C’est la soprano canadienne Ambur Braid qui interprète la teinturière. Elle exprime à merveille la complexité du personnage tant par sa voix puissante et nuancée que par ses talents d’actrice. Tour à tour ambitieuse, cédant à la tentation, puis se ravisant, tendre et amoureuse.
Tous les autres rôles sont parfaitement tenus. On peut retenir la voix puissante et impérieuse du ténor Gallois Robert Lewis dans la voix mystérieuse du faucon ainsi que l’excellente chorégraphie sensuelle du danseur Prince Mihai qui donne véritablement vie à une statue de bronze.
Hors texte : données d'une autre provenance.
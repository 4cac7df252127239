//! Match preview binary - shows what the configured patterns extract from sample chat lines
//!
//! Usage:
//!   cargo run --bin match-preview -- --user Alice < samples.txt
//!   cargo run --bin match-preview -- --config config/match.json --user Alice < samples.txt
//!
//! Each input line is treated as the plain text of a system chat message sent to
//! the given player. Output is one line per input: the extracted text, or `-`
//! when the message would not be offered for translation.
//!
//! Optional:
//! - MATCH_CONFIG_PATH (defaults to config/match.json, overridden by --config)

use anyhow::{bail, Context, Result};
use chat_translator::{config::MatchConfig, pattern::PatternExtractor};
use std::io::{self, BufRead, Write};
use tracing::info;
use uuid::Uuid;

struct PreviewArgs {
    config_path: String,
    user: String,
}

impl PreviewArgs {
    fn parse() -> Result<Self> {
        let mut config_path = std::env::var("MATCH_CONFIG_PATH")
            .unwrap_or_else(|_| "config/match.json".to_string());
        let mut user = "Player".to_string();

        let mut args = std::env::args().skip(1);
        while let Some(arg) = args.next() {
            match arg.as_str() {
                "--config" => config_path = args.next().context("--config needs a path")?,
                "--user" => user = args.next().context("--user needs a name")?,
                other => bail!("Unknown argument: {}", other),
            }
        }

        Ok(Self { config_path, user })
    }
}

fn main() -> Result<()> {
    tracing_subscriber::fmt()
        .with_env_filter(
            tracing_subscriber::EnvFilter::from_default_env()
                .add_directive("chat_translator=info".parse()?),
        )
        .with_writer(io::stderr)
        .init();

    let args = PreviewArgs::parse()?;
    let config = MatchConfig::load(&args.config_path)?;
    info!("Loaded {} patterns from {}", config.include.len(), args.config_path);

    let extractor = PatternExtractor::new(&config.include)?;
    let user_id = Uuid::new_v4();

    let stdout = io::stdout();
    let mut out = stdout.lock();
    for line in io::stdin().lock().lines() {
        let line = line.context("Failed to read stdin")?;
        match extractor.extract(&line, user_id, &args.user) {
            Some(text) => writeln!(out, "{}", text)?,
            None => writeln!(out, "-")?,
        }
    }

    Ok(())
}
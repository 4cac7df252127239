//! Supported languages and the strings this service shows to players.
//!
//! - `registry`: Single source of truth for supported language codes
//! - `strings`: Localized interface strings per language

mod registry;
mod strings;

pub use registry::{LanguageConfig, LanguageRegistry};
pub use strings::LanguageStrings;

/// Look up a localized string, falling back to the fallback language when
/// `code` is unset or unknown, and to the key itself when the key is unknown.
pub fn lookup(key: &str, code: Option<&str>) -> String {
    let registry = LanguageRegistry::get();
    registry
        .resolve(code)
        .strings
        .get(key)
        .or_else(|| registry.fallback().strings.get(key))
        .unwrap_or(key)
        .to_string()
}
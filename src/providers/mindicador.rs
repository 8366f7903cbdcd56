use crate::core::{IndicatorDetail, IndicatorProvider, IndicatorSummary};
use anyhow::{Context, Result, anyhow};
use async_trait::async_trait;
use serde_json::Value;
use std::collections::HashMap;
use tracing::{debug, error, instrument};

/// Client for the mindicador.cl indicator API.
pub struct MindicadorProvider {
    base_url: String,
    client: reqwest::Client,
}

impl MindicadorProvider {
    pub fn new(base_url: &str) -> Result<Self> {
        let client = reqwest::Client::builder()
            .user_agent(concat!("pesoconv/", env!("CARGO_PKG_VERSION")))
            .build()
            .context("Failed to build HTTP client")?;
        Ok(MindicadorProvider {
            base_url: base_url.trim_end_matches('/').to_string(),
            client,
        })
    }

    async fn get_text(&self, url: &str) -> Result<String> {
        debug!("Requesting {}", url);
        let response = self
            .client
            .get(url)
            .send()
            .await
            .map_err(|e| anyhow!("Request error: {} URL: {}", e, url))?
            .error_for_status()
            .with_context(|| format!("Unexpected response status from {url}"))?;

        response
            .text()
            .await
            .with_context(|| format!("Failed to get response text from {url}"))
    }
}

/// Picks the indicator objects out of the catalog payload. Scalar members
/// (`version`, `autor`, `fecha`) and objects without a name are skipped.
fn parse_catalog(response_text: &str) -> Result<HashMap<String, IndicatorSummary>> {
    let members: HashMap<String, Value> = match serde_json::from_str(response_text) {
        Ok(data) => data,
        Err(e) => {
            error!(
                error = ?e,
                response = %response_text,
                "Failed to parse catalog response"
            );
            return Err(e).context("Failed to parse catalog response");
        }
    };

    let catalog = members
        .into_iter()
        .filter(|(_, value)| value.is_object())
        .filter_map(|(code, value)| match serde_json::from_value(value) {
            Ok(summary) => Some((code, summary)),
            Err(e) => {
                debug!(%code, error = %e, "Skipping catalog member");
                None
            }
        })
        .collect();
    Ok(catalog)
}

#[async_trait]
impl IndicatorProvider for MindicadorProvider {
    #[instrument(name = "MindicadorCatalogFetch", skip(self))]
    async fn fetch_catalog(&self) -> Result<HashMap<String, IndicatorSummary>> {
        let response_text = self.get_text(&self.base_url).await?;
        let catalog = parse_catalog(&response_text)?;
        debug!(indicators = catalog.len(), "Parsed catalog");
        Ok(catalog)
    }

    #[instrument(
        name = "MindicadorDetailFetch",
        skip(self),
        fields(code = %code)
    )]
    async fn fetch_detail(&self, code: &str) -> Result<IndicatorDetail> {
        let url = format!("{}/{}", self.base_url, code);
        let response_text = self.get_text(&url).await?;

        let detail: IndicatorDetail = serde_json::from_str(&response_text).with_context(|| {
            format!("Failed to parse indicator response for {code}. Response: '{response_text}'")
        })?;
        debug!(points = detail.series.len(), "Parsed indicator series");
        Ok(detail)
    }
}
La mise en scène de Barrie Kosky est imaginative et la direction d’acteurs efficace. Les décors et les lumières produisent des images d’une grande esthétique. Mais ce spectacle qui frise la perfection ne serait rien sans la star de la soirée qui est la partition de Richard Strauss. Klaus Mäkelä à la tête de l’Orchestre de Paris nous en offre une interprétation brillante et grandiose, dans un bon équilibre avec les voix. Une partition ample, d’une grande richesse instrumentale qui nous emporte comme une mer, qui fait la part belle aux cuivres les plus graves qui font parfois vibrer les corps mais qui offre aussi des intermèdes d’une grande finesse.
Cette création attendue de « La Femme sans ombre » comble toutes les espérances. C’est une totale réussite qui constitue sans doute l’évènement de ce Festival. Les applaudissements sont frénétiques et le public se lève comme un seul homme pour « une standing ovation ». Un véritable triomphe et une création que la plupart des critiques qualifient déjà d’historique.